An analog signal uses some property of the medium to convey the signal's information. For example, an aneroid barometer uses rotary position as the signal to convey pressure information. Electrically, the property most commonly used is voltage followed closely by frequency, current, and charge.
Any information may be conveyed by an analog signal, often such a signal is a measured response to changes in physical phenomena, such as sound, light, temperature, position, or pressure, and is achieved using a transducer.
For example, in an analog sound recording, the variation in pressure of a sound striking a microphone creates a corresponding variation in the voltage amplitude of a current passing through it. An increase in the volume of the sound causes the fluctuation of the current's voltage amplitude to increase while keeping the same rhythm.
Since most natural data is analog before the digital conversion required to get a digital signal, resolution of analog recording and transmitting technology has been higher until recent times. For practical reasons such as memory conservation and the cost of phasing out older digital recordings, the resolution of some digital signals may remain lower than most analog signals. For this reason, some audiophiles prefer analog technology. However, in many cases, the difference is too minimal to be noticed.
The primary disadvantage of analog signaling is that any system has noise – i.e., random variation. As the signal is copied and re-copied, or transmitted over long distances, these random variations become dominant. Electrically, these losses can be diminished by shielding, good connections, and several cable types such as coaxial or twisted pair.
The effects of noise make signal loss and distortion impossible to recover, since amplifying the signal to recover attenuated parts of the signal amplifies the noise as well. Even if the resolution of an analog signal is higher than a comparable digital signal, in many cases, the difference is overshadowed by the noise in the signal.
Another method of conveying an analog signal is to use modulation. In this, some base signal (e.g., a sinusoidal carrier wave) has one of its properties modulated: amplitude modulation involves altering the amplitude of a sinusoidal voltage waveform by the source information, frequency modulation changes the frequency. Other techniques, such as changing the phase of the base signal also work.

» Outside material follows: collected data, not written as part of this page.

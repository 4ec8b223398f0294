use crate::error::{CisError, Result};

/// Which card address space a CIS byte lives in.
#[derive(Debug, Clone, Copy, PartialEq, Eq, Hash)]
pub enum CisSpace {
    /// Metadata space; on the wire, data occupies every other byte.
    Attribute,
    /// Ordinary data memory.
    Common,
}

impl CisSpace {
    pub fn name(self) -> &'static str {
        match self {
            CisSpace::Attribute => "attribute",
            CisSpace::Common => "common",
        }
    }
}

/// Raw, convention-free access to card memory.
///
/// The socket manager supplies one of these per socket (typically backed by a
/// mapped hardware window plus a byte cache). `attribute` selects the
/// attribute-memory plane; offsets are *raw* bus offsets; the every-other-byte
/// convention is applied by [`LinearAccess`], not here.
pub trait RawCardMemory {
    fn read_raw(&mut self, attribute: bool, offset: u32, buf: &mut [u8]) -> Result<()>;
    fn write_raw(&mut self, attribute: bool, offset: u32, data: &[u8]) -> Result<()>;
}

/// What the tuple walker actually consumes: logical byte access per space.
///
/// Two implementations exist: [`LinearAccess`] for cards whose CIS is plainly
/// addressable, [`IndirectAccess`] for controllers that expose it through
/// address/data registers. The walker never branches on addressing mode.
pub trait CisAccess {
    fn read(&mut self, space: CisSpace, offset: u32, buf: &mut [u8]) -> Result<()>;
    fn write(&mut self, space: CisSpace, offset: u32, data: &[u8]) -> Result<()>;
}

/// Linearly addressed CIS.
///
/// Attribute-memory data occupies even bus offsets only, so logical offset `n`
/// maps to bus offset `2n` and reads stride by two.
pub struct LinearAccess<M> {
    mem: M,
}

impl<M: RawCardMemory> LinearAccess<M> {
    pub fn new(mem: M) -> Self {
        Self { mem }
    }

    pub fn into_inner(self) -> M {
        self.mem
    }
}

impl<M: RawCardMemory> CisAccess for LinearAccess<M> {
    fn read(&mut self, space: CisSpace, offset: u32, buf: &mut [u8]) -> Result<()> {
        match space {
            CisSpace::Common => self.mem.read_raw(false, offset, buf),
            CisSpace::Attribute => {
                let mut raw = vec![0u8; buf.len() * 2];
                self.mem.read_raw(true, offset * 2, &mut raw)?;
                for (dst, pair) in buf.iter_mut().zip(raw.chunks_exact(2)) {
                    *dst = pair[0];
                }
                Ok(())
            }
        }
    }

    fn write(&mut self, space: CisSpace, offset: u32, data: &[u8]) -> Result<()> {
        match space {
            CisSpace::Common => self.mem.write_raw(false, offset, data),
            CisSpace::Attribute => {
                for (i, b) in data.iter().enumerate() {
                    self.mem
                        .write_raw(true, (offset + i as u32) * 2, &[*b])?;
                }
                Ok(())
            }
        }
    }
}

/// Register offsets for indirectly addressed CIS, in common memory.
///
/// Cards whose controller cannot expose linear CIS addressing route reads and
/// writes through a small register file: a control register, four address
/// registers, and an auto-incrementing data register.
pub mod indirect_regs {
    pub const CTRL: u32 = 0x00;
    pub const ADDR0: u32 = 0x02;
    pub const ADDR1: u32 = 0x04;
    pub const ADDR2: u32 = 0x06;
    pub const ADDR3: u32 = 0x08;
    pub const DATA: u32 = 0x0a;

    /// CTRL bit: target the common plane instead of attribute.
    pub const CTRL_COMMON: u8 = 0x01;
    /// CTRL bit: auto-increment the address on each DATA access.
    pub const CTRL_AUTOINC: u8 = 0x02;
}

/// Indirectly addressed CIS.
pub struct IndirectAccess<M> {
    mem: M,
}

impl<M: RawCardMemory> IndirectAccess<M> {
    pub fn new(mem: M) -> Self {
        Self { mem }
    }

    fn set_target(&mut self, space: CisSpace, offset: u32) -> Result<()> {
        let mut ctrl = indirect_regs::CTRL_AUTOINC;
        // Attribute bytes sit at even bus offsets even behind the register
        // file, so the bus address doubles.
        let addr = match space {
            CisSpace::Attribute => offset * 2,
            CisSpace::Common => {
                ctrl |= indirect_regs::CTRL_COMMON;
                offset
            }
        };
        self.mem.write_raw(false, indirect_regs::CTRL, &[ctrl])?;
        let bytes = addr.to_le_bytes();
        self.mem.write_raw(false, indirect_regs::ADDR0, &bytes[0..1])?;
        self.mem.write_raw(false, indirect_regs::ADDR1, &bytes[1..2])?;
        self.mem.write_raw(false, indirect_regs::ADDR2, &bytes[2..3])?;
        self.mem.write_raw(false, indirect_regs::ADDR3, &bytes[3..4])?;
        Ok(())
    }
}

impl<M: RawCardMemory> CisAccess for IndirectAccess<M> {
    fn read(&mut self, space: CisSpace, offset: u32, buf: &mut [u8]) -> Result<()> {
        self.set_target(space, offset)?;
        let stride = match space {
            CisSpace::Attribute => 2,
            CisSpace::Common => 1,
        };
        for (i, dst) in buf.iter_mut().enumerate() {
            // Auto-increment advances by one bus byte per DATA access;
            // attribute reads consume the padding byte as well.
            let mut b = [0u8; 1];
            if stride == 2 && i > 0 {
                self.mem.read_raw(false, indirect_regs::DATA, &mut b)?;
            }
            self.mem.read_raw(false, indirect_regs::DATA, &mut b)?;
            *dst = b[0];
        }
        Ok(())
    }

    fn write(&mut self, space: CisSpace, offset: u32, data: &[u8]) -> Result<()> {
        if space == CisSpace::Attribute {
            // Byte-granular writes: re-target per byte to skip padding.
            for (i, b) in data.iter().enumerate() {
                self.set_target(space, offset + i as u32)?;
                self.mem.write_raw(false, indirect_regs::DATA, &[*b])?;
            }
            Ok(())
        } else {
            self.set_target(space, offset)?;
            for b in data {
                self.mem.write_raw(false, indirect_regs::DATA, &[*b])?;
            }
            Ok(())
        }
    }
}

/// In-memory card for tests: a pre-built attribute plane and common plane.
///
/// The attribute plane is stored *logically* (no padding bytes); `read_raw`
/// materializes the every-other-byte bus layout so access adapters see what
/// real hardware would give them.
#[derive(Debug, Default, Clone)]
pub struct FakeCardMemory {
    pub attribute: Vec<u8>,
    pub common: Vec<u8>,
}

impl FakeCardMemory {
    pub fn with_attribute_cis(cis: Vec<u8>) -> Self {
        Self {
            attribute: cis,
            common: Vec::new(),
        }
    }
}

impl RawCardMemory for FakeCardMemory {
    fn read_raw(&mut self, attribute: bool, offset: u32, buf: &mut [u8]) -> Result<()> {
        if attribute {
            for (i, dst) in buf.iter_mut().enumerate() {
                let bus = offset as usize + i;
                // Odd bus offsets float; real attribute memory has no byte there.
                *dst = if bus % 2 == 0 {
                    self.attribute.get(bus / 2).copied().unwrap_or(0xff)
                } else {
                    0xff
                };
            }
        } else {
            for (i, dst) in buf.iter_mut().enumerate() {
                *dst = self
                    .common
                    .get(offset as usize + i)
                    .copied()
                    .unwrap_or(0xff);
            }
        }
        Ok(())
    }

    fn write_raw(&mut self, attribute: bool, offset: u32, data: &[u8]) -> Result<()> {
        let (plane, offset) = if attribute {
            if offset % 2 != 0 {
                return Err(CisError::BadOffset {
                    space: "attribute",
                    offset,
                });
            }
            (&mut self.attribute, offset as usize / 2)
        } else {
            (&mut self.common, offset as usize)
        };
        if plane.len() < offset + data.len() {
            plane.resize(offset + data.len(), 0xff);
        }
        plane[offset..offset + data.len()].copy_from_slice(data);
        Ok(())
    }
}

#[cfg(test)]
mod tests {
    use super::*;

    #[test]
    fn linear_attribute_reads_skip_padding_bytes() {
        let mem = FakeCardMemory::with_attribute_cis(vec![0x01, 0x02, 0x03, 0x04]);
        let mut acc = LinearAccess::new(mem);
        let mut buf = [0u8; 3];
        acc.read(CisSpace::Attribute, 1, &mut buf).unwrap();
        assert_eq!(buf, [0x02, 0x03, 0x04]);
    }

    #[test]
    fn linear_attribute_write_round_trips() {
        let mem = FakeCardMemory::default();
        let mut acc = LinearAccess::new(mem);
        acc.write(CisSpace::Attribute, 2, &[0xaa, 0xbb]).unwrap();
        let mut buf = [0u8; 2];
        acc.read(CisSpace::Attribute, 2, &mut buf).unwrap();
        assert_eq!(buf, [0xaa, 0xbb]);
    }

    /// Register-file card: common memory holds the register window backed by
    /// a hidden byte array.
    struct IndirectCard {
        regs: [u8; 12],
        attribute: Vec<u8>,
        common: Vec<u8>,
        cursor: u32,
    }

    impl IndirectCard {
        fn addr(&self) -> u32 {
            u32::from_le_bytes([
                self.regs[indirect_regs::ADDR0 as usize],
                self.regs[indirect_regs::ADDR1 as usize],
                self.regs[indirect_regs::ADDR2 as usize],
                self.regs[indirect_regs::ADDR3 as usize],
            ])
        }
    }

    impl RawCardMemory for IndirectCard {
        fn read_raw(&mut self, attribute: bool, offset: u32, buf: &mut [u8]) -> Result<()> {
            assert!(!attribute, "indirect cards have no linear attribute plane");
            for dst in buf.iter_mut() {
                if offset == indirect_regs::DATA {
                    let common = self.regs[indirect_regs::CTRL as usize]
                        & indirect_regs::CTRL_COMMON
                        != 0;
                    let at = self.cursor as usize;
                    *dst = if common {
                        self.common.get(at).copied().unwrap_or(0xff)
                    } else if at % 2 == 0 {
                        self.attribute.get(at / 2).copied().unwrap_or(0xff)
                    } else {
                        0xff
                    };
                    self.cursor += 1;
                } else {
                    *dst = self.regs[offset as usize];
                }
            }
            Ok(())
        }

        fn write_raw(&mut self, attribute: bool, offset: u32, data: &[u8]) -> Result<()> {
            assert!(!attribute);
            for b in data {
                if offset == indirect_regs::DATA {
                    self.cursor += 1;
                } else {
                    self.regs[offset as usize] = *b;
                    if (indirect_regs::ADDR0..=indirect_regs::ADDR3).contains(&offset) {
                        self.cursor = self.addr();
                    }
                }
            }
            Ok(())
        }
    }

    #[test]
    fn indirect_attribute_reads_auto_increment_through_registers() {
        let card = IndirectCard {
            regs: [0; 12],
            attribute: vec![0x10, 0x20, 0x30],
            common: vec![],
            cursor: 0,
        };
        let mut acc = IndirectAccess::new(card);
        let mut buf = [0u8; 3];
        acc.read(CisSpace::Attribute, 0, &mut buf).unwrap();
        assert_eq!(buf, [0x10, 0x20, 0x30]);
    }
}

Analog circuits do not involve quantisation of information into digital format. The concept being measured over the circuit, whether sound, light, pressure, temperature, or an exceeded limit, remains from end to end.
Clocks with hands are called analog; those that display digits are called digital. However, many analog clocks are actually digital since the hands do not move in a smooth continuous motion, but in small steps every second or half a second, or every minute.
See digital for a discussion of digital vs. analog.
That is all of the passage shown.